**What this task involves**: Determine how many lines below include the string "Copy". Reply with the number only.
━━━━━ Records for this exercise
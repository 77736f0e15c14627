//! Code tool sandbox: run a tool's script body in a fresh Lua 5.4 VM.
//!
//! Each call gets its own VM with only the `table`, `string`, `math` and
//! `utf8` libraries plus a trimmed base library. There is no `io`, `os` or
//! `package`, and the loaders that could reach the filesystem are removed.
//! `load` only accepts source text and `string.dump` is gone, so no
//! precompiled bytecode ever reaches the VM. `print` goes to the debug log
//! rather than the host's stdout.
//!
//! # Helper tables
//!
//! A [`SandboxPolicy`] decides which helper tables are installed:
//!
//! - `clock.now()`, `clock.unix()`, `clock.date(fmt)`
//! - `json.encode(value)`, `json.decode(text)`
//! - `http.request(method, url, body?, headers?) -> status, body`
//!
//! # Limits
//!
//! Memory is capped by the VM allocator. A hook fires every few thousand
//! instructions and aborts the script once the instruction budget or the
//! wall-clock deadline is spent. The whole run is also wrapped in a
//! `tokio::time::timeout` so a script blocked in `http.request` cannot
//! outlive the deadline.
//!
//! # Result
//!
//! The script hands its answer back through a global: the descriptor's
//! `output_variable` when set, otherwise `result`. When neither holds a
//! value the call reports `{"success": true}`.

use mlua::prelude::*;
use mlua::{HookTriggers, LuaOptions, StdLib, VmState};
use serde::{Deserialize, Serialize};
use serde_json::{Value, json};
use std::collections::HashMap;
use std::fmt::Write as _;
use std::sync::Arc;
use std::sync::atomic::{AtomicBool, AtomicU64, Ordering};
use std::time::{Duration, Instant};
use switchyard_config::SandboxConfig;
use switchyard_core::error::ToolError;
use switchyard_core::tool::ToolDescriptor;
use tracing::{debug, warn};

use crate::substitution::substitute;
use crate::template::SUPPORTED_METHODS;
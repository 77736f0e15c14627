//! The conversation orchestrator: the root of a Switchyard run.
//!
//! A run follows an **Assemble → Call → Dispatch** cycle:
//!
//! 1. **Assemble** the system prompt from the agent profile, the history
//!    window and the current turn
//! 2. **Compose** the tool catalog from local descriptors, the agent's
//!    external sessions and the retrieval tool
//! 3. **Call** the model through the gateway
//! 4. **If tool calls**: dispatch them, append one result per call, loop
//! 5. **If text**: that is the final answer
//!
//! The loop is capped by an iteration ceiling and can be cancelled.

pub mod catalog;
pub mod intent;
pub mod orchestrator;
pub mod prompt;

pub use catalog::ToolCatalog;
pub use intent::IntentClassifier;
pub use orchestrator::ConversationOrchestrator;
pub use prompt::{GenerationParams, build_messages, system_prompt};
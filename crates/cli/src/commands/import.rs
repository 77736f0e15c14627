//! `switchyard import`: print a `[[server]]` catalog entry.

use anyhow::Context;
use clap::Args;
use serde::Serialize;
use std::collections::HashMap;
use std::path::PathBuf;
use switchyard_mcp::{ImportOptions, ServerSpec, apply_preset, import_one_click};

#[derive(Args)]
pub struct ImportArgs {
    /// One-click JSON document (`{"mcpServers": {...}}`)
    #[arg(long, conflicts_with = "preset", required_unless_present = "preset")]
    pub json: Option<PathBuf>,

    /// Preset key (see `switchyard mcp presets`)
    #[arg(long)]
    pub preset: Option<String>,

    /// Preset input as key=value; repeatable
    #[arg(long = "input", value_parser = parse_input)]
    pub inputs: Vec<(String, String)>,

    /// Session id override
    #[arg(long)]
    pub id: Option<String>,

    /// Display name override
    #[arg(long)]
    pub name: Option<String>,

    /// Owning agent id
    #[arg(long, default_value = "")]
    pub agent: String,
}

#[derive(Serialize)]
struct ServerEntry {
    server: Vec<ServerSpec>,
}

pub fn run(args: ImportArgs) -> anyhow::Result<()> {
    print!("{}", render(args)?);
    Ok(())
}

fn render(args: ImportArgs) -> anyhow::Result<String> {
    let options = ImportOptions {
        id: args.id,
        name: args.name,
        description: None,
        agent: args.agent,
    };
    let spec = match (&args.json, &args.preset) {
        (Some(path), _) => {
            let document =
                std::fs::read_to_string(path).with_context(|| format!("failed to read {}", path.display()))?;
            import_one_click(&document, options)?
        }
        (None, Some(key)) => {
            let inputs: HashMap<String, String> = args.inputs.into_iter().collect();
            apply_preset(key, &inputs, options)?
        }
        (None, None) => anyhow::bail!("pass --json or --preset"),
    };
    Ok(toml::to_string_pretty(&ServerEntry { server: vec![spec] })?)
}

fn parse_input(raw: &str) -> Result<(String, String), String> {
    raw.split_once('=')
        .map(|(k, v)| (k.trim().to_string(), v.to_string()))
        .filter(|(k, _)| !k.is_empty())
        .ok_or_else(|| format!("expected key=value, got '{raw}'"))
}
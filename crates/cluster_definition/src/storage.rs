//! Disk and filesystem planning.

use log::debug;
use serde::Serialize;

use crate::{
    error::{Error, Result},
    failure_group_strategy::{FailureGroups, DESCRIPTOR_FAILURE_GROUP},
    inventory::{BlockSize, Inventory},
};

/// Number of metadata replicas, independent of the number of zones.
pub const METADATA_REPLICAS: u32 = 2;

/// Storage pool of all disks.
pub const SYSTEM_POOL: &str = "system";

#[derive(Clone, Copy, Debug, PartialEq, Eq, Serialize)]
#[serde(rename_all = "camelCase")]
pub enum DiskUsage {
    DataAndMetadata,
    /// Holds only filesystem descriptors, used to break quorum ties between zones.
    DescOnly,
}

/// Network shared disk of the filesystem.
#[derive(Clone, Debug, PartialEq, Eq, Serialize)]
#[serde(rename_all = "camelCase")]
pub struct DiskDescriptor {
    pub device: String,
    pub failure_group: u32,
    /// Node serving the disk.
    pub servers: String,
    pub usage: DiskUsage,
    pub pool: String,
}

/// Filesystem with its replication parameters and disks.
#[derive(Clone, Debug, PartialEq, Eq, Serialize)]
#[serde(rename_all = "camelCase")]
pub struct Filesystem {
    pub filesystem: String,
    pub block_size: BlockSize,
    pub default_data_replicas: u32,
    pub default_metadata_replicas: u32,
    pub automatic_mount_option: String,
    pub default_mount_point: String,
    pub disks: Vec<DiskDescriptor>,
}

/// Number of data replicas for a deployment over `zones` availability zones.
///
/// With three zones the third one only holds the tie-breaker disk, so two data replicas are enough.
pub fn data_replicas(zones: usize) -> u32 {
    match zones {
        3 => 2,
        n => n as u32,
    }
}

/// Builds disk descriptors for every storage node in inventory order, followed by the tie-breaker disk for
/// multi-AZ deployments.
pub fn plan_disks(inventory: &Inventory, failure_groups: &FailureGroups) -> Result<Vec<DiskDescriptor>> {
    let mut disks = Vec::new();
    for node in inventory.storage_nodes.iter() {
        let group = failure_groups
            .group_of(&node.ip)
            .ok_or_else(|| Error::UngroupedStorageNode(node.ip.clone()))?;
        disks.extend(node.disks.iter().map(|device| DiskDescriptor {
            device: device.clone(),
            failure_group: group.id(),
            servers: node.ip.clone(),
            usage: DiskUsage::DataAndMetadata,
            pool: SYSTEM_POOL.to_string(),
        }));
    }

    if inventory.is_multi_az() {
        let descriptor = inventory
            .descriptor_nodes
            .first()
            .ok_or(Error::MissingDescriptorNode {
                zones: inventory.availability_zones.len(),
            })?;
        disks.push(DiskDescriptor {
            device: descriptor.disk.clone(),
            failure_group: DESCRIPTOR_FAILURE_GROUP,
            servers: descriptor.ip.clone(),
            usage: DiskUsage::DescOnly,
            pool: SYSTEM_POOL.to_string(),
        });
    }
    debug!("planned {} disks", disks.len());
    Ok(disks)
}

/// Plans the filesystem, `None` when there are no storage nodes to hold it.
pub fn plan_filesystem(inventory: &Inventory, failure_groups: &FailureGroups) -> Result<Option<Filesystem>> {
    if inventory.storage_nodes.is_empty() {
        return Ok(None);
    }
    Ok(Some(Filesystem {
        filesystem: inventory.filesystem_name(),
        block_size: inventory.filesystem_block_size.clone(),
        default_data_replicas: data_replicas(inventory.availability_zones.len()),
        default_metadata_replicas: METADATA_REPLICAS,
        automatic_mount_option: "true".to_string(),
        default_mount_point: inventory.filesystem_mountpoint.clone(),
        disks: plan_disks(inventory, failure_groups)?,
    }))
}
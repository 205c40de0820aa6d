//! Implementations of failure group strategies.

pub mod even_split;
pub mod subnet;

use crate::{
    error::{Error, Result},
    failure_group_strategy::FailureGroupStrategy,
};

use self::{even_split::EvenSplitStrategy, subnet::SubnetStrategy};

/// Picks a strategy by name.
///
/// `auto` splits storage evenly within a single zone and by subnet across several zones.
pub fn resolve(name: &str, multi_az: bool) -> Result<Box<dyn FailureGroupStrategy>> {
    match name {
        "auto" if multi_az => Ok(Box::new(SubnetStrategy::new())),
        "auto" | "split" => Ok(Box::new(EvenSplitStrategy::new())),
        "subnet" => Ok(Box::new(SubnetStrategy::new())),
        x => Err(Error::UnknownStrategy(x.to_string())),
    }
}
//! Cluster nodes and the roles they play.

use serde::{ser::SerializeStruct, Serialize, Serializer};

/// Group of nodes sharing configuration parameters.
#[derive(Clone, Copy, Debug, PartialEq, Eq, Hash, PartialOrd, Ord, Serialize)]
pub enum NodeClass {
    #[serde(rename = "computenodegrp")]
    Compute,
    #[serde(rename = "storagenodegrp")]
    Storage,
    #[serde(rename = "computedescnodegrp")]
    Descriptor,
}

impl NodeClass {
    pub fn as_str(self) -> &'static str {
        match self {
            NodeClass::Compute => "computenodegrp",
            NodeClass::Storage => "storagenodegrp",
            NodeClass::Descriptor => "computedescnodegrp",
        }
    }
}

/// Set of role flags of a node.
#[derive(Clone, Copy, Debug, Default, PartialEq, Eq)]
pub struct RoleSet {
    pub nsd_server: bool,
    pub quorum: bool,
    pub manager: bool,
    pub collector: bool,
    pub gui_server: bool,
    pub admin: bool,
}

impl RoleSet {
    /// Node without any role.
    pub const NONE: RoleSet = RoleSet {
        nsd_server: false,
        quorum: false,
        manager: false,
        collector: false,
        gui_server: false,
        admin: false,
    };

    pub const fn with_gui_server(self) -> Self {
        RoleSet {
            gui_server: true,
            ..self
        }
    }
}

/// Node of the cluster definition. Never changes once planned.
#[derive(Clone, Debug, PartialEq, Eq)]
pub struct NodeRecord {
    /// Node address, also used as its name since no name resolution is done.
    pub ip: String,
    pub nodeclass: NodeClass,
    pub roles: RoleSet,
}

impl NodeRecord {
    pub fn new(ip: impl Into<String>, nodeclass: NodeClass, roles: RoleSet) -> Self {
        NodeRecord {
            ip: ip.into(),
            nodeclass,
            roles,
        }
    }
}

impl Serialize for NodeRecord {
    fn serialize<S: Serializer>(&self, serializer: S) -> Result<S::Ok, S::Error> {
        let mut node = serializer.serialize_struct("NodeRecord", 10)?;
        node.serialize_field("fqdn", &self.ip)?;
        node.serialize_field("ip_address", &self.ip)?;
        node.serialize_field("state", "present")?;
        node.serialize_field("is_nsd_server", &self.roles.nsd_server)?;
        node.serialize_field("is_quorum_node", &self.roles.quorum)?;
        node.serialize_field("is_manager_node", &self.roles.manager)?;
        node.serialize_field("is_collector_node", &self.roles.collector)?;
        node.serialize_field("is_gui_server", &self.roles.gui_server)?;
        node.serialize_field("is_admin_node", &self.roles.admin)?;
        node.serialize_field("scale_nodeclass", &[self.nodeclass])?;
        node.end()
    }
}
use std::net::Ipv4Addr;

use crate::{
    error::{Error, Result},
    failure_group_strategy::{FailureGroupStrategy, FailureGroups},
    inventory::StorageNode,
};

/// Groups storage nodes by the third octet of their IPv4 address.
///
/// Nodes sharing the first node's octet form the first failure group, all others the second one. This relies on
/// every availability zone having its own `/24` subnet; nodes from two different non-first zones end up together in
/// the second group.
pub struct SubnetStrategy {}

impl SubnetStrategy {
    pub fn new() -> Self {
        SubnetStrategy {}
    }
}

impl Default for SubnetStrategy {
    fn default() -> Self {
        Self::new()
    }
}

fn subnet_octet(ip: &str) -> Result<u8> {
    ip.parse::<Ipv4Addr>()
        .map(|addr| addr.octets()[2])
        .map_err(|_| Error::NotIpv4(ip.to_string()))
}

impl FailureGroupStrategy for SubnetStrategy {
    fn name(&self) -> &'static str {
        "subnet"
    }

    fn partition(&self, storage_nodes: &[StorageNode]) -> Result<FailureGroups> {
        let mut groups = FailureGroups::default();
        let Some(head) = storage_nodes.first() else {
            return Ok(groups);
        };
        let reference = subnet_octet(&head.ip)?;
        for node in storage_nodes.iter() {
            if subnet_octet(&node.ip)? == reference {
                groups.first.push(node.ip.clone());
            } else {
                groups.second.push(node.ip.clone());
            }
        }
        Ok(groups)
    }
}
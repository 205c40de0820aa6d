use std::{error::Error as _, io::Write, path::PathBuf, process::ExitCode};

use clap::Parser;
use env_logger::Builder;
use log::{debug, error, info, log_enabled, Level, LevelFilter};
use scale_clusterdef::{
    cluster_definition::build_cluster_definition,
    document::{write_document, DocumentFormat},
    error::Result,
    failure_group_strategies,
    inventory::Inventory,
};

/// Converts a Terraform inventory into a Spectrum Scale cluster definition for the installer.
#[derive(Parser, Debug)]
struct Args {
    /// Terraform inventory file path (JSON or YAML).
    #[arg(long = "tf_inv_path")]
    tf_inv_path: PathBuf,

    /// Spectrum Scale cluster definition output path. `.yaml`/`.yml` selects YAML, anything else JSON.
    #[arg(long = "scale_cluster_def_path")]
    scale_cluster_def_path: PathBuf,

    /// Spectrum Scale tuning profile file path. Only its name and directory are recorded.
    #[arg(long = "scale_tuning_profile_file")]
    scale_tuning_profile_file: PathBuf,

    /// How storage nodes are mapped to failure groups: `auto`, `split` or `subnet`.
    #[arg(long = "failure_groups", default_value = "auto")]
    failure_groups: String,

    /// Print log messages.
    #[arg(long)]
    verbose: bool,
}

fn run(args: &Args) -> Result<()> {
    let inventory = Inventory::from_file(&args.tf_inv_path)?;
    let strategy = failure_group_strategies::resolve(&args.failure_groups, inventory.is_multi_az())?;
    let definition = build_cluster_definition(&inventory, &args.scale_tuning_profile_file, strategy.as_ref())?;

    if log_enabled!(Level::Debug) {
        debug!(
            "content of cluster definition: {}",
            DocumentFormat::from_path(&args.scale_cluster_def_path).render(&definition)?
        );
    }
    info!("writing cluster definition to {}", args.scale_cluster_def_path.display());
    write_document(&definition, &args.scale_cluster_def_path)?;
    info!(
        "completed writing cluster definition to {}",
        args.scale_cluster_def_path.display()
    );
    Ok(())
}

fn main() -> ExitCode {
    let args = Args::parse();

    Builder::new()
        .filter_level(if args.verbose { LevelFilter::Debug } else { LevelFilter::Warn })
        .parse_default_env()
        .format(|buf, record| writeln!(buf, "{}", record.args()))
        .init();

    match run(&args) {
        Ok(()) => ExitCode::SUCCESS,
        Err(e) => {
            error!("{e}");
            let mut source = e.source();
            while let Some(cause) = source {
                error!("  caused by: {cause}");
                source = cause.source();
            }
            ExitCode::FAILURE
        }
    }
}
━━━━━━━━━━
**Response box**: 3